(Stored records)
//! 容器解析和装配性质的集中测试

use di_abstractions::{ContainerConfig, CyclePolicy, TypedComponentResolver};
use di_impl::Container;
use infrastructure_common::{ComponentType, DependencyError, Inject, Marker, WiringState};
use std::sync::atomic::{AtomicUsize, Ordering};
use std::sync::Arc;

trait Codec: Send + Sync {
    fn id(&self) -> &'static str;
}

#[derive(Default)]
struct Alpha;

impl Codec for Alpha {
    fn id(&self) -> &'static str {
        "alpha"
    }
}

#[derive(Default)]
struct Beta;

impl Codec for Beta {
    fn id(&self) -> &'static str {
        "beta"
    }
}

#[derive(Default)]
struct Ticket;

fn alpha() -> Arc<ComponentType> {
    ComponentType::builder::<Alpha>()
        .qualifier("a")
        .marker(Marker::Service)
        .provides::<dyn Codec>(|c| c)
        .no_arg_constructor(Alpha::default)
        .build()
}

fn beta() -> Arc<ComponentType> {
    ComponentType::builder::<Beta>()
        .qualifier("b")
        .marker(Marker::Service)
        .provides::<dyn Codec>(|c| c)
        .no_arg_constructor(Beta::default)
        .build()
}

#[test]
fn test_singleton_resolution_is_identical() {
    let container = Container::new();
    container.register_type(alpha()).unwrap();

    for _ in 0..3 {
        let first = container.resolve::<Alpha>().unwrap();
        let second = container.resolve::<dyn Codec>().unwrap();
        assert!(std::ptr::eq(
            Arc::as_ptr(&first).cast::<()>(),
            Arc::as_ptr(&second).cast::<()>()
        ));
    }
}

#[test]
fn test_per_request_resolution_is_fresh() {
    let container = Container::new();
    container
        .register_type(
            ComponentType::builder::<Ticket>()
                .per_request()
                .no_arg_constructor(Ticket::default)
                .build(),
        )
        .unwrap();

    let first = container.resolve::<Ticket>().unwrap();
    let second = container.resolve::<Ticket>().unwrap();
    assert!(!Arc::ptr_eq(&first, &second));
    assert_eq!(container.stats().active_singletons, 0);
}

#[test]
fn test_qualifier_selects_implementation() {
    let container = Container::new();
    container.register_type(alpha()).unwrap();
    container.register_type(beta()).unwrap();

    assert_eq!(container.resolve_qualified::<dyn Codec>("b").unwrap().id(), "beta");
    assert_eq!(container.resolve_qualified::<dyn Codec>("a").unwrap().id(), "alpha");
    assert!(matches!(
        container.resolve::<dyn Codec>(),
        Err(DependencyError::AmbiguousCapability { .. })
    ));
}

#[test]
fn test_single_candidate_ignores_qualifier() {
    let container = Container::new();
    container.register_type(alpha()).unwrap();

    assert_eq!(container.resolve::<dyn Codec>().unwrap().id(), "alpha");
    assert_eq!(container.resolve_qualified::<dyn Codec>("zzz").unwrap().id(), "alpha");
    assert_eq!(container.resolve_named::<dyn Codec>("other").unwrap().id(), "alpha");
}

#[test]
fn test_unregistered_capability_is_not_found() {
    let container = Container::new();
    assert!(matches!(
        container.resolve::<dyn Codec>(),
        Err(DependencyError::CapabilityNotFound { .. })
    ));
    assert!(container.try_resolve::<dyn Codec>().unwrap().is_none());
}

trait Left: Send + Sync {
    fn right(&self) -> Option<Arc<dyn Right>>;
}

trait Right: Send + Sync {
    fn left(&self) -> Option<Arc<dyn Left>>;
}

#[derive(Default)]
struct LeftImpl {
    right: Inject<dyn Right>,
}

impl Left for LeftImpl {
    fn right(&self) -> Option<Arc<dyn Right>> {
        self.right.get().cloned()
    }
}

#[derive(Default)]
struct RightImpl {
    left: Inject<dyn Left>,
}

impl Right for RightImpl {
    fn left(&self) -> Option<Arc<dyn Left>> {
        self.left.get().cloned()
    }
}

fn cyclic_container(config: ContainerConfig) -> Container {
    let container = Container::with_config(config);
    container
        .register_type(
            ComponentType::builder::<LeftImpl>()
                .provides::<dyn Left>(|l| l)
                .no_arg_constructor(LeftImpl::default)
                .field::<dyn Right>("right", |l| &l.right)
                .build(),
        )
        .unwrap();
    container
        .register_type(
            ComponentType::builder::<RightImpl>()
                .provides::<dyn Right>(|r| r)
                .no_arg_constructor(RightImpl::default)
                .field::<dyn Left>("left", |r| &r.left)
                .build(),
        )
        .unwrap();
    container
}

#[test]
fn test_field_cycle_is_contained() {
    let container = cyclic_container(ContainerConfig::default());

    let left = container.resolve::<LeftImpl>().unwrap();
    let right = left.right().unwrap();
    let inner_left = right.left().unwrap();

    // 内层引用就是最终的同一个实例
    assert!(std::ptr::eq(
        Arc::as_ptr(&inner_left).cast::<()>(),
        Arc::as_ptr(&left).cast::<()>()
    ));
    assert!(inner_left.right().is_some());

    let report = container.diagnostics().report();
    let partial = report.lines().into_iter().filter(|line| line.ends_with("(partial)")).count();
    assert_eq!(partial, 1);
}

#[test]
fn test_field_cycle_rejected_when_configured() {
    let container = cyclic_container(ContainerConfig {
        cycle_policy: CyclePolicy::Reject,
        ..ContainerConfig::default()
    });

    match container.resolve::<LeftImpl>() {
        Err(DependencyError::CircularDependency { dependency_chain }) => {
            assert!(dependency_chain.starts_with("LeftImpl"));
            assert!(dependency_chain.ends_with("LeftImpl"));
        }
        other => panic!("应该检测到循环依赖: {:?}", other.map(|_| ())),
    }
}

#[derive(Default)]
struct Counted {
    codec: Inject<dyn Codec>,
    hooks: AtomicUsize,
}

#[test]
fn test_injection_is_idempotent() {
    let container = Container::new();
    container.register_type(alpha()).unwrap();
    let counted = ComponentType::builder::<Counted>()
        .no_arg_constructor(Counted::default)
        .field::<dyn Codec>("codec", |c| &c.codec)
        .post_construct("count", |c: &Counted| {
            c.hooks.fetch_add(1, Ordering::SeqCst);
            Ok(())
        })
        .build();
    container.register_type(Arc::clone(&counted)).unwrap();

    let instance = container.construct(&counted).unwrap();
    assert_eq!(container.wiring_state(&instance), WiringState::NotStarted);

    container.inject(&instance).unwrap();
    container.inject(&instance).unwrap();
    container.resolve::<Counted>().unwrap();

    let typed = instance.downcast::<Counted>().unwrap();
    assert_eq!(typed.hooks.load(Ordering::SeqCst), 1);
    assert_eq!(typed.codec.get().unwrap().id(), "alpha");
    assert_eq!(container.wiring_state(&instance), WiringState::Complete);

    let report = container.diagnostics().report();
    assert_eq!(report.field_assignments().count(), 1);
    assert_eq!(report.hook_invocations().count(), 1);
}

*INSTRUCTIONS FOR THE TASK*. Find the word "cloned" in the entries above, then copy each line that holds it.

*RESPONSE*.
        self.right.get().cloned()
        self.left.get().cloned()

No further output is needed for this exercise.